On March 15, The New York Times featured two op-eds discussing this problem. In “The Apartheid of Children’s Literature,” Christopher Myers, an author and illustrator of books for children and young adults, remarks that

We adults -- parents, authors, illustrators and publishers -- give [children] in each book a world of supposedly boundless imagination that can delineate the most ornate geographies, and yet too often today's books remain blind to the everyday reality of thousands of children. Children of color remain outside the boundaries of imagination."

In “Where Are the People of Color in Children’s Books?” Walter Dean Myers, children’s author and former Library of Congress National Ambassador for Young People’s Literature, reflects on his own experiences with the lack of literary diversity, recalling, “As I discovered who I was, a black teenager in a white-dominated world, I saw that these characters, these lives, were not mine.”

The publishing house Lee & Low’s blog gathered a group of 10 experts to answer, “Why Hasn’t the Number of Multicultural Books Increased In Eighteen Years?” The respondents touch on industry practices, bookstore buyers, and the speculated effects of Common Core State Standards on publishing.
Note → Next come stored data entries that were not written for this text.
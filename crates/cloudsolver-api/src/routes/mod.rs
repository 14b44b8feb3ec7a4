//! Route modules organized by concern.

use axum::Router;

use crate::state::AppState;

pub mod answers;
pub mod health;
pub mod hints;
pub mod leaderboard;
pub mod npcs;
pub mod players;
pub mod questions;

/// Every route, before state and middleware are attached.
pub fn router() -> Router<AppState> {
    Router::new()
        .merge(health::router())
        .nest("/api/v1/answers", answers::router())
        .nest("/api/v1/players", players::router())
        .nest("/api/v1/hints", hints::router())
        .nest("/api/v1/leaderboard", leaderboard::router())
        .nest("/api/v1/npcs", npcs::router())
        .nest("/api/v1/questions", questions::router())
}
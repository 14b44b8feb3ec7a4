//! Cloud Solver — Content.
//!
//! Static game content: the NPC roster with its dialogue pools and hint
//! phrasing, and the question bank behind the question provider port.
//! Built-in content is embedded YAML; alternative content can be loaded from
//! any YAML string and is validated on load.

pub mod application;
pub mod domain;
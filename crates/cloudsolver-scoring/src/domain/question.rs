//! Question model.
//!
//! Questions are owned by the content collaborator; this crate only reads
//! them.

use std::fmt;
use std::str::FromStr;

use cloudsolver_core::error::DomainError;
use serde::{Deserialize, Serialize};

/// Question difficulty tier.
#[derive(Debug, Clone, Copy, PartialEq, Eq, Hash, PartialOrd, Ord, Serialize, Deserialize)]
#[serde(rename_all = "lowercase")]
pub enum Difficulty {
    /// Multiplier 1.
    Easy,
    /// Multiplier 1.5.
    Medium,
    /// Multiplier 2.
    Hard,
}

impl Difficulty {
    /// All tiers in ascending order.
    pub const ALL: [Difficulty; 3] = [Difficulty::Easy, Difficulty::Medium, Difficulty::Hard];

    /// Score multiplier applied to a question's base points.
    #[must_use]
    pub fn multiplier(self) -> f64 {
        match self {
            Self::Easy => 1.0,
            Self::Medium => 1.5,
            Self::Hard => 2.0,
        }
    }

    /// Lowercase wire name.
    #[must_use]
    pub fn as_str(self) -> &'static str {
        match self {
            Self::Easy => "easy",
            Self::Medium => "medium",
            Self::Hard => "hard",
        }
    }
}

impl fmt::Display for Difficulty {
    fn fmt(&self, f: &mut fmt::Formatter<'_>) -> fmt::Result {
        f.write_str(self.as_str())
    }
}

impl FromStr for Difficulty {
    type Err = DomainError;

    fn from_str(s: &str) -> Result<Self, Self::Err> {
        match s.trim().to_ascii_lowercase().as_str() {
            "easy" => Ok(Self::Easy),
            "medium" => Ok(Self::Medium),
            "hard" => Ok(Self::Hard),
            other => Err(DomainError::Validation(format!(
                "unknown difficulty '{other}'"
            ))),
        }
    }
}

/// A selectable answer option.
#[derive(Debug, Clone, PartialEq, Eq, Serialize, Deserialize)]
pub struct AnswerOption {
    /// Option identifier (e.g. `a`, `b`).
    pub id: String,
    /// Display text.
    pub text: String,
}

/// A multiple-choice scenario question.
#[derive(Debug, Clone, PartialEq, Serialize, Deserialize)]
pub struct Question {
    /// Question identifier.
    pub id: String,
    /// Service category (e.g. `EC2`, `S3`, `Lambda`).
    pub category: String,
    /// Difficulty tier.
    pub difficulty: Difficulty,
    /// Points awarded before multipliers and modifiers.
    pub base_points: u32,
    /// Seconds the player has to answer.
    pub time_limit_secs: u32,
    /// Identifier of the correct option.
    pub correct_option: String,
    /// Explanation shown after answering.
    #[serde(default)]
    pub explanation: String,
    /// Free-form tags.
    #[serde(default)]
    pub tags: Vec<String>,
    /// Scenario description the NPC frames the question with.
    #[serde(default)]
    pub scenario: String,
    /// The question prompt.
    #[serde(default)]
    pub prompt: String,
    /// Answer options. May be empty when the caller only needs scoring.
    #[serde(default)]
    pub options: Vec<AnswerOption>,
}

impl Question {
    /// Checks that the question can be scored.
    ///
    /// # Errors
    ///
    /// Returns `DomainError::InvalidScoreInput` if the identifier, category or
    /// correct option is blank, the time limit is zero, or the options list is
    /// non-empty and does not contain the correct option.
    pub fn validate(&self) -> Result<(), DomainError> {
        if self.id.trim().is_empty() {
            return Err(DomainError::InvalidScoreInput(
                "question id must not be blank".to_owned(),
            ));
        }
        if self.category.trim().is_empty() {
            return Err(DomainError::InvalidScoreInput(format!(
                "question {} has a blank category",
                self.id
            )));
        }
        if self.time_limit_secs == 0 {
            return Err(DomainError::InvalidScoreInput(format!(
                "question {} has a zero time limit",
                self.id
            )));
        }
        if self.correct_option.trim().is_empty() {
            return Err(DomainError::InvalidScoreInput(format!(
                "question {} has no correct option",
                self.id
            )));
        }
        if !self.options.is_empty() && !self.options.iter().any(|o| o.id == self.correct_option) {
            return Err(DomainError::InvalidScoreInput(format!(
                "question {} lists no option '{}'",
                self.id, self.correct_option
            )));
        }
        Ok(())
    }

    /// Base points times the difficulty multiplier, floored.
    #[must_use]
    #[allow(clippy::cast_possible_truncation, clippy::cast_sign_loss)]
    pub fn weighted_points(&self) -> u32 {
        (f64::from(self.base_points) * self.difficulty.multiplier()).floor() as u32
    }
}

#[cfg(test)]
pub(crate) mod fixtures {
    use super::{Difficulty, Question};

    /// The medium, 100-point, 60-second question used across scoring tests.
    pub(crate) fn medium_question() -> Question {
        Question {
            id: "q-ec2-001".to_owned(),
            category: "EC2".to_owned(),
            difficulty: Difficulty::Medium,
            base_points: 100,
            time_limit_secs: 60,
            correct_option: "b".to_owned(),
            explanation: "An Auto Scaling group behind a load balancer absorbs the spike."
                .to_owned(),
            tags: vec!["scaling".to_owned()],
            scenario: "Traffic to a single instance has tripled overnight.".to_owned(),
            prompt: "What is the most appropriate fix?".to_owned(),
            options: Vec::new(),
        }
    }
}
Do androids dream of electric books?

The New Yorker book blog, Page-Turner, featured a pair of articles yesterday on “digital humanities,” or the use of technology to study trends in literature. Mark O’Connell discusses recent Google-backed technologies for exploring literary trends, while Joshua Rothman looks at the “scientific” approach to literary criticism propagated by Franco Moretti, winner of the National Book Critics Circle Award for criticism.

Though these articles deal largely with literary criticism, technology-assisted literary evaluation has already spread to the education sector in the form of software designed to grade student essays. Educators are conflicted about the reliability and value of technology-reliant grading. Leadership 360 bloggers Jill Berkowicz and Ann Myers, for example, are cautiously optimistic about the practice, while Living in Dialogue’s Anthony Cody is deeply critical. (Both blogs are hosted on eEdweek.org.)
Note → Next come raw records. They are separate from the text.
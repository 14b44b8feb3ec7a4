//! Level thresholds and rank titles.

/// Highest attainable level.
pub const MAX_LEVEL: u32 = 20;

/// Cumulative experience required to reach each level, ascending. Index 0 is
/// level 1.
pub const LEVEL_THRESHOLDS: [u64; MAX_LEVEL as usize] = [
    0, 100, 300, 600, 1_000, 1_500, 2_100, 2_800, 3_600, 4_500, 5_500, 6_600, 7_800, 9_100,
    10_500, 12_000, 13_600, 15_300, 17_100, 19_000,
];

/// The greatest level whose threshold `experience` has reached. Experience
/// past the top threshold stays at [`MAX_LEVEL`].
#[must_use]
#[allow(clippy::cast_possible_truncation)]
pub fn level_for_experience(experience: u64) -> u32 {
    let reached = LEVEL_THRESHOLDS
        .iter()
        .rposition(|&threshold| experience >= threshold)
        .unwrap_or(0);
    reached as u32 + 1
}

/// Experience needed for the level after `level`, or `None` at the cap.
#[must_use]
pub fn next_level_threshold(level: u32) -> Option<u64> {
    if level >= MAX_LEVEL {
        return None;
    }
    LEVEL_THRESHOLDS.get(level.max(1) as usize).copied()
}

/// Rank title shown alongside a level.
#[must_use]
pub fn rank_for_level(level: u32) -> &'static str {
    match level {
        0..=3 => "Junior Solutions Architect",
        4..=6 => "Solutions Architect",
        7..=9 => "Senior Solutions Architect",
        10..=12 => "Principal Solutions Architect",
        _ => "Distinguished Solutions Architect",
    }
}

#[cfg(test)]
mod tests {
    use super::*;

    #[test]
    fn test_thresholds_are_strictly_ascending_from_zero() {
        assert_eq!(LEVEL_THRESHOLDS[0], 0);
        assert!(LEVEL_THRESHOLDS.windows(2).all(|w| w[0] < w[1]));
    }

    #[test]
    fn test_level_for_experience_at_boundaries() {
        assert_eq!(level_for_experience(0), 1);
        assert_eq!(level_for_experience(99), 1);
        assert_eq!(level_for_experience(100), 2);
        assert_eq!(level_for_experience(105), 2);
        assert_eq!(level_for_experience(10_499), 14);
        assert_eq!(level_for_experience(19_000), 20);
    }

    #[test]
    fn test_level_for_experience_clamps_at_max_level() {
        assert_eq!(level_for_experience(u64::MAX), MAX_LEVEL);
    }

    #[test]
    fn test_next_level_threshold() {
        assert_eq!(next_level_threshold(1), Some(100));
        assert_eq!(next_level_threshold(19), Some(19_000));
        assert_eq!(next_level_threshold(20), None);
    }

    #[test]
    fn test_rank_for_level_bands() {
        assert_eq!(rank_for_level(1), "Junior Solutions Architect");
        assert_eq!(rank_for_level(6), "Solutions Architect");
        assert_eq!(rank_for_level(9), "Senior Solutions Architect");
        assert_eq!(rank_for_level(12), "Principal Solutions Architect");
        assert_eq!(rank_for_level(20), "Distinguished Solutions Architect");
    }
}
//! Shared test mocks and utilities for the Cloud Solver engine.

mod advisory;
mod clock;
mod repository;
mod rng;

pub use advisory::{
    FailingAdvisoryService, HangingAdvisoryService, MalformedAdvisoryService,
    StubAdvisoryService,
};
pub use clock::{FixedClock, SteppingClock};
pub use repository::{
    EmptyProgressRepository, FailingProgressRepository, RecordingProgressRepository,
};
pub use rng::{MockRng, SequenceRng};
Around the world in 80 stanzas

Today is World Poetry Day, and UNESCO has an interesting archive of poetry collections from around the world to celebrate. The Guardian has also put together a worthwhile sampling of PEN International dissident poets. For a more crowdsourced approach, explore the active #WorldPoetryDay Twitter tag.
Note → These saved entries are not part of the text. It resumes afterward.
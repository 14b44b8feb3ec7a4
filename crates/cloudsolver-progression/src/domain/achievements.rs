//! Achievement definitions and their evaluation.
//!
//! Evaluation is pure: [`AchievementEvaluator::evaluate`] only reports what
//! should unlock, and [`ProgressionState::apply_score`] does the inserting.

use std::fmt;

use cloudsolver_scoring::domain::score::ScoreResult;
use serde::{Deserialize, Serialize};

use super::state::ProgressionState;

/// Stable achievement identifiers.
#[derive(Debug, Clone, Copy, PartialEq, Eq, Hash, PartialOrd, Ord, Serialize, Deserialize)]
pub enum AchievementId {
    /// First correct answer ever.
    #[serde(rename = "first_correct")]
    FirstCorrect,
    /// Five correct answers in a row.
    #[serde(rename = "streak_5")]
    Streak5,
    /// Ten correct answers in a row.
    #[serde(rename = "streak_10")]
    Streak10,
    /// Correct, no hints, some time to spare.
    #[serde(rename = "perfect_answer")]
    PerfectAnswer,
    /// Correct with a time bonus of at least 40.
    #[serde(rename = "speed_answer")]
    SpeedAnswer,
    /// At least 90% accuracy over 10 or more questions.
    #[serde(rename = "accuracy_90")]
    Accuracy90,
    /// Fifty questions answered.
    #[serde(rename = "questions_50")]
    Questions50,
    /// Five thousand cumulative points.
    #[serde(rename = "score_5000")]
    Score5000,
}

impl AchievementId {
    /// Wire identifier, identical to the serialized form.
    #[must_use]
    pub fn as_str(self) -> &'static str {
        match self {
            Self::FirstCorrect => "first_correct",
            Self::Streak5 => "streak_5",
            Self::Streak10 => "streak_10",
            Self::PerfectAnswer => "perfect_answer",
            Self::SpeedAnswer => "speed_answer",
            Self::Accuracy90 => "accuracy_90",
            Self::Questions50 => "questions_50",
            Self::Score5000 => "score_5000",
        }
    }

    /// The definition registered for this identifier.
    #[must_use]
    pub fn definition(self) -> &'static AchievementDefinition {
        ACHIEVEMENTS
            .iter()
            .find(|d| d.id == self)
            .unwrap_or(&ACHIEVEMENTS[0])
    }
}

impl fmt::Display for AchievementId {
    fn fmt(&self, f: &mut fmt::Formatter<'_>) -> fmt::Result {
        f.write_str(self.as_str())
    }
}

/// Predicate over the post-score state and the answer just scored.
pub type AchievementPredicate = fn(&ProgressionState, Option<&ScoreResult>) -> bool;

/// A permanently unlockable badge.
#[derive(Debug, Clone, Copy)]
pub struct AchievementDefinition {
    /// Identifier.
    pub id: AchievementId,
    /// Display name.
    pub name: &'static str,
    /// Display description.
    pub description: &'static str,
    /// Unlock condition. Must be side-effect free.
    pub predicate: AchievementPredicate,
}

/// All achievements, in reporting order.
pub static ACHIEVEMENTS: [AchievementDefinition; 8] = [
    AchievementDefinition {
        id: AchievementId::FirstCorrect,
        name: "First Steps",
        description: "Answer your first question correctly.",
        predicate: |state, _| state.correct_answers() >= 1,
    },
    AchievementDefinition {
        id: AchievementId::Streak5,
        name: "On a Roll",
        description: "Answer 5 questions in a row correctly.",
        predicate: |state, _| state.max_streak() >= 5,
    },
    AchievementDefinition {
        id: AchievementId::Streak10,
        name: "Unstoppable",
        description: "Answer 10 questions in a row correctly.",
        predicate: |state, _| state.max_streak() >= 10,
    },
    AchievementDefinition {
        id: AchievementId::PerfectAnswer,
        name: "Flawless",
        description: "Answer correctly without hints and with time to spare.",
        predicate: |_, last| {
            last.is_some_and(|r| r.is_correct && r.hints_used == 0 && r.time_bonus > 0)
        },
    },
    AchievementDefinition {
        id: AchievementId::SpeedAnswer,
        name: "Quick Thinker",
        description: "Answer correctly while earning a time bonus of 40 or more.",
        predicate: |_, last| last.is_some_and(|r| r.is_correct && r.time_bonus >= 40),
    },
    AchievementDefinition {
        id: AchievementId::Accuracy90,
        name: "Sharpshooter",
        description: "Keep 90% accuracy over at least 10 questions.",
        predicate: |state, _| {
            let answered = u64::from(state.questions_answered());
            answered >= 10 && u64::from(state.correct_answers()) * 100 >= answered * 90
        },
    },
    AchievementDefinition {
        id: AchievementId::Questions50,
        name: "Seasoned Architect",
        description: "Answer 50 questions.",
        predicate: |state, _| state.questions_answered() >= 50,
    },
    AchievementDefinition {
        id: AchievementId::Score5000,
        name: "High Scorer",
        description: "Reach a total score of 5000.",
        predicate: |state, _| state.total_score() >= 5_000,
    },
];

/// Evaluates achievement predicates.
#[derive(Debug, Clone, Copy, Default)]
pub struct AchievementEvaluator;

impl AchievementEvaluator {
    /// Returns the achievements that `state` newly qualifies for, in
    /// declaration order. Already-unlocked achievements are never reported.
    #[must_use]
    pub fn evaluate(state: &ProgressionState, last: Option<&ScoreResult>) -> Vec<AchievementId> {
        ACHIEVEMENTS
            .iter()
            .filter(|def| !state.has_achievement(def.id))
            .filter(|def| (def.predicate)(state, last))
            .map(|def| def.id)
            .collect()
    }
}
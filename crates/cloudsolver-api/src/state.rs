//! Shared application state.

use std::sync::Arc;

use cloudsolver_content::domain::questions::QuestionProvider;
use cloudsolver_content::domain::roster::NpcRoster;
use cloudsolver_core::clock::Clock;
use cloudsolver_core::repository::ProgressRepository;
use cloudsolver_core::rng::SharedRng;
use cloudsolver_hints::application::resolver::HintResolver;

/// Which progress store backs the server.
#[derive(Debug, Clone, Copy, PartialEq, Eq)]
pub enum StoreKind {
    /// PostgreSQL via `DATABASE_URL`.
    Postgres,
    /// Process memory; progress is lost on restart.
    Memory,
}

impl StoreKind {
    /// Lowercase name.
    #[must_use]
    pub fn as_str(self) -> &'static str {
        match self {
            Self::Postgres => "postgres",
            Self::Memory => "memory",
        }
    }
}

/// Application state shared across all request handlers.
#[derive(Clone)]
pub struct AppState {
    /// Clock for deterministic timestamps.
    pub clock: Arc<dyn Clock>,
    /// RNG for question selection.
    pub rng: SharedRng,
    /// Progression snapshots.
    pub progress_repository: Arc<dyn ProgressRepository>,
    /// Which store `progress_repository` is.
    pub store_kind: StoreKind,
    /// Question bank.
    pub questions: Arc<dyn QuestionProvider>,
    /// NPC profiles.
    pub roster: Arc<NpcRoster>,
    /// Hint lookup.
    pub hint_resolver: HintResolver,
}

impl std::fmt::Debug for AppState {
    fn fmt(&self, f: &mut std::fmt::Formatter<'_>) -> std::fmt::Result {
        f.debug_struct("AppState")
            .field("store_kind", &self.store_kind)
            .field("npcs", &self.roster.len())
            .field("hint_resolver", &self.hint_resolver)
            .finish_non_exhaustive()
    }
}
This would also be a good time to start thinking about National Poetry Month events coming in April. Poets.org is offering one such program, Poet-to-Poet, which seeks to encourage students in grades 3-12 to submit poems inspired by famous participating poets. The program also offers teachers a series of poetry activities and lesson plans designed for the classroom.

A version of this news article first appeared in the BookMarks blog.